Brynjolfsson concedes that the range of roles affected is looking “much broader than earlier thought. There will be winners and losers. Jobs will be enhanced in many cases, but some will be eliminated. Routine work will become increasingly automated – and there will also be a flourishing of fantastic creativity. If we use these tools correctly, there will be positive disruption. If we don’t, inequality could deepen, further concentrating wealth and political power.” 

How to apply AI in the workplace

How, then, should businesses integrate AI into their operations? First, they must avoid what Brynjolfsson has labelled the Turing trap

“One of the biggest misconceptions about AI – especially among AI researchers, by the way – is that it needs to do everything that humans do and replace them to be effective,” he explains, arguing that the famous test for machine intelligence, proposed by Alan Turing in 1950, is “an inspiring but misguided vision”.

Brynjolfsson contends that a “mindset shift” at all levels – from scientists and policy-makers to employers and workers – is required to harness AI’s power to shape society for good. “We should ask: ‘What do we want these powerful tools for? And how can we use them to achieve our goals?’ The tools don’t decide; we decide.”

One of the biggest misconceptions about AI is that it needs to do everything that humans do and replace them

He adds that many business leaders have the wrong attitude to applying new tech in general and AI in particular. This amounts to a “pernicious problem”. 

To illustrate this, he cites Waymo’s experiments with self-driving vehicles: “These work 99.9% of the time, but there is a human safety driver overseeing the system and a second safety driver in case the first one falls asleep. People watching each other is not the right path to driverless cars.”

Brynjolfsson commends an alternative route, which has been taken by the Toyota Research Institute, among others. When he was in Davos, the institute’s CEO, Dr Gill Pratt “told me how his team has flipped things around so that the autonomous system is used as the guardian angel. Creating a self-driving car that works in all possible conditions is tough, but humans can handle those exceptions.” 

With a person making most decisions in the driving seat, the AI intervenes “occasionally – for instance, when there’s a looming accident. I think this is a good model, not only for self-driving cars, but for many other applications where humans and machines work together.” 
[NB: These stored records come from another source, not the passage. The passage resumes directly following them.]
//! Word expansion against a scope.

use anyhow::{Context, Result};

use kornel_types::Value;

use super::path::VarPath;
use super::scope::Scope;
use super::words::{Word, WordPart};
use crate::arithmetic::eval_arithmetic;

/// String form of a raw value.
pub fn value_to_string(value: &Value) -> String {
    match value {
        Value::Null => String::new(),
        Value::Bool(b) => b.to_string(),
        Value::Int(i) => i.to_string(),
        Value::Float(f) => f.to_string(),
        Value::String(s) => s.clone(),
        Value::Array(items) => items
            .iter()
            .filter(|v| !v.is_null())
            .map(value_to_string)
            .collect::<Vec<_>>()
            .join(" "),
        Value::Assoc(map) => map.values().map(value_to_string).collect::<Vec<_>>().join(" "),
    }
}

/// Expand `${text}`.
pub fn expand_param(text: &str, scope: &Scope) -> Result<String> {
    let path = VarPath::parse(text).with_context(|| format!("${{{text}}}: bad substitution"))?;
    Ok(scope.resolve_path(&path)?)
}

/// Expand one word to a single string. Array literals render as
/// `NAME=(a b c)` text.
pub fn expand_word(word: &Word, scope: &Scope) -> Result<String> {
    let mut out = String::new();
    for part in &word.parts {
        match part {
            WordPart::Literal(s) => out.push_str(s),
            WordPart::Param(text) => out.push_str(&expand_param(text, scope)?),
            WordPart::Arith(expr) => {
                let n = eval_arithmetic(expr, scope).with_context(|| format!("$(({expr}))"))?;
                out.push_str(&n.to_string());
            }
            WordPart::Array(items) => {
                out.push('(');
                out.push_str(&expand_items(items, scope)?.join(" "));
                out.push(')');
            }
        }
    }
    Ok(out)
}

/// Expand the items of an array literal.
pub fn expand_items(items: &[Word], scope: &Scope) -> Result<Vec<String>> {
    items.iter().map(|item| expand_word(item, scope)).collect()
}

#[cfg(test)]
mod tests {
    use super::*;
    use crate::interpreter::words::split_script;

    fn expand(src: &str, scope: &Scope) -> Vec<String> {
        let stmts = split_script(src).unwrap();
        stmts[0].iter().map(|w| expand_word(w, scope).unwrap()).collect()
    }

    #[test]
    fn values_render() {
        assert_eq!(value_to_string(&Value::Null), "");
        assert_eq!(value_to_string(&Value::Int(-3)), "-3");
        assert_eq!(
            value_to_string(&Value::Array(vec![Value::from("a"), Value::Null, Value::from("b")])),
            "a b"
        );
    }

    #[test]
    fn params_and_arith() {
        let mut scope = Scope::new();
        scope.set("x", Value::Int(4));
        scope.set("name", Value::from("kornel"));
        assert_eq!(expand("echo $x ${name}! $((x * 2))", &scope), vec!["echo", "4", "kornel!", "8"]);
    }

    #[test]
    fn array_literal_as_text() {
        let scope = Scope::new();
        assert_eq!(expand("echo a=(1 2)", &scope), vec!["echo", "a=(1 2)"]);
    }

    #[test]
    fn bad_substitution() {
        let scope = Scope::new();
        let stmts = split_script("echo ${1x}").unwrap();
        assert!(expand_word(&stmts[0][1], &scope).is_err());
    }
}
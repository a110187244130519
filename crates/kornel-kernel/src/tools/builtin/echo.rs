//! echo: Print arguments to stdout.

use async_trait::async_trait;

use kornel_types::{ExecResult, Value};

use crate::tools::{ExecContext, ParamSchema, Tool, ToolArgs, ToolSchema};

/// Echo tool: prints arguments to stdout. Also registered as `print`.
pub struct Echo;

#[async_trait]
impl Tool for Echo {
    fn name(&self) -> &str {
        "echo"
    }

    fn schema(&self) -> ToolSchema {
        ToolSchema::new("echo", "Print arguments to standard output")
            .param(ParamSchema::optional("args", "any", Value::Null, "Values to print"))
            .param(
                ParamSchema::optional("no_newline", "bool", Value::Bool(false), "Do not output trailing newline")
                    .with_aliases(["-n"]),
            )
    }

    async fn execute(&self, args: ToolArgs, _ctx: &mut ExecContext) -> ExecResult {
        let mut output = args.positional_strings().join(" ");
        if !args.has_flag("no_newline") {
            output.push('\n');
        }
        ExecResult::success(output)
    }
}

#[cfg(test)]
mod tests {
    use super::*;
    use crate::vfs::MemoryFs;
    use std::sync::Arc;

    fn make_ctx() -> ExecContext {
        ExecContext::new(Arc::new(MemoryFs::new()))
    }

    #[tokio::test]
    async fn test_echo_joins_with_spaces() {
        let mut ctx = make_ctx();
        let mut args = ToolArgs::new();
        args.positional.push(Value::String("1".into()));
        args.positional.push(Value::String("2".into()));
        let result = Echo.execute(args, &mut ctx).await;
        assert!(result.ok());
        assert_eq!(result.out, "1 2\n");
    }

    #[tokio::test]
    async fn test_echo_no_newline() {
        let mut ctx = make_ctx();
        let mut args = ToolArgs::new();
        args.positional.push(Value::String("x".into()));
        args.flags.insert("no_newline".into());
        let result = Echo.execute(args, &mut ctx).await;
        assert_eq!(result.out, "x");
    }

    #[tokio::test]
    async fn test_echo_empty_prints_newline() {
        let mut ctx = make_ctx();
        let result = Echo.execute(ToolArgs::new(), &mut ctx).await;
        assert_eq!(result.out, "\n");
    }
}
//! Core VFS traits and types.

use async_trait::async_trait;
use std::io::{self, Read};
use std::path::Path;

/// Metadata about a file or directory.
#[derive(Debug, Clone)]
pub struct Metadata {
    pub is_dir: bool,
    /// Size in bytes (0 for directories).
    pub size: u64,
}

/// Abstract filesystem interface.
///
/// All operations use paths relative to the filesystem root.
/// For example, if a `LocalFs` is rooted at `/home/amy/project`,
/// then `open("data.csv")` opens `/home/amy/project/data.csv`.
#[async_trait]
pub trait Filesystem: Send + Sync {
    /// Open a file for streaming reads.
    async fn open(&self, path: &Path) -> io::Result<Box<dyn Read + Send>>;

    /// Write data to a file, creating it if it doesn't exist.
    async fn write(&self, path: &Path, data: &[u8]) -> io::Result<()>;

    /// Get metadata for a file or directory.
    async fn stat(&self, path: &Path) -> io::Result<Metadata>;
}
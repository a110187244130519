//! Word and line delimiters, plus the byte classification table.

use super::CutError;
use crate::locale::Locale;

/// A delimiter character and its encoded bytes.
#[derive(Debug, Clone, PartialEq, Eq)]
pub struct Delimiter {
    ch: char,
    bytes: Vec<u8>,
}

impl Delimiter {
    /// Tab, the default word delimiter.
    pub fn tab() -> Self {
        Self::byte(b'\t')
    }

    /// Newline, the default line delimiter.
    pub fn newline() -> Self {
        Self::byte(b'\n')
    }

    /// A single-byte delimiter.
    pub fn byte(b: u8) -> Self {
        Self {
            ch: char::from(b),
            bytes: vec![b],
        }
    }

    /// Parse a user-supplied delimiter. An empty string means NUL.
    pub fn parse(text: &str, locale: Locale) -> Result<Self, CutError> {
        let mut chars = text.chars();
        let Some(ch) = chars.next() else {
            return Ok(Self::byte(0));
        };
        if chars.next().is_some() {
            return Err(CutError::Delimiter(text.to_string()));
        }
        if !locale.is_multibyte() && ch.len_utf8() > 1 {
            return Err(CutError::Delimiter(text.to_string()));
        }
        let mut buf = [0u8; 4];
        Ok(Self {
            ch,
            bytes: ch.encode_utf8(&mut buf).as_bytes().to_vec(),
        })
    }

    pub fn ch(&self) -> char {
        self.ch
    }

    pub fn as_bytes(&self) -> &[u8] {
        &self.bytes
    }

    pub fn len(&self) -> usize {
        self.bytes.len()
    }

    pub fn is_empty(&self) -> bool {
        self.bytes.is_empty()
    }

    /// The byte value, when the delimiter encodes to exactly one byte.
    pub fn single_byte(&self) -> Option<u8> {
        match self.bytes.as_slice() {
            [b] => Some(*b),
            _ => None,
        }
    }
}

/// What a byte means to the field scanner.
#[derive(Debug, Clone, Copy, PartialEq, Eq)]
pub enum ByteClass {
    Ordinary,
    /// Single-byte word delimiter.
    Word,
    /// Single-byte line delimiter.
    Line,
    /// Part of a multibyte character; decode to classify.
    Wide,
}

/// 256-entry byte classification table.
#[derive(Debug, Clone)]
pub struct ClassTable {
    classes: [ByteClass; 256],
}

impl ClassTable {
    pub fn new(word: &Delimiter, line: &Delimiter, locale: Locale) -> Self {
        let mut classes = [ByteClass::Ordinary; 256];
        if locale.is_multibyte() {
            for class in &mut classes[0x80..] {
                *class = ByteClass::Wide;
            }
        }
        if let Some(b) = word.single_byte() {
            classes[usize::from(b)] = ByteClass::Word;
        }
        // a line delimiter wins over an identical word delimiter
        if let Some(b) = line.single_byte() {
            classes[usize::from(b)] = ByteClass::Line;
        }
        Self { classes }
    }

    #[inline]
    pub fn class(&self, b: u8) -> ByteClass {
        self.classes[usize::from(b)]
    }
}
For similar reasons, Brynjolfsson lauds Cresta, a provider of AI systems for customer contact centres. Its products keep humans “at the forefront” of operations instead of chatbots, whose apparent Turing test failures continue to frustrate most people who deal with them. 

“The AI gives them suggestions about what to mention to customers,” he says. “This system does dramatically better in terms of both productivity and customer satisfaction. It closes the skills gap too.”

Does Brynjolfsson have a final message for business leaders before he heads off to give his next lecture? “We need to catch up and keep control of these technologies,” he says. “If we do that, I think the next 10 years will be the best decade we’ve ever had on this planet.”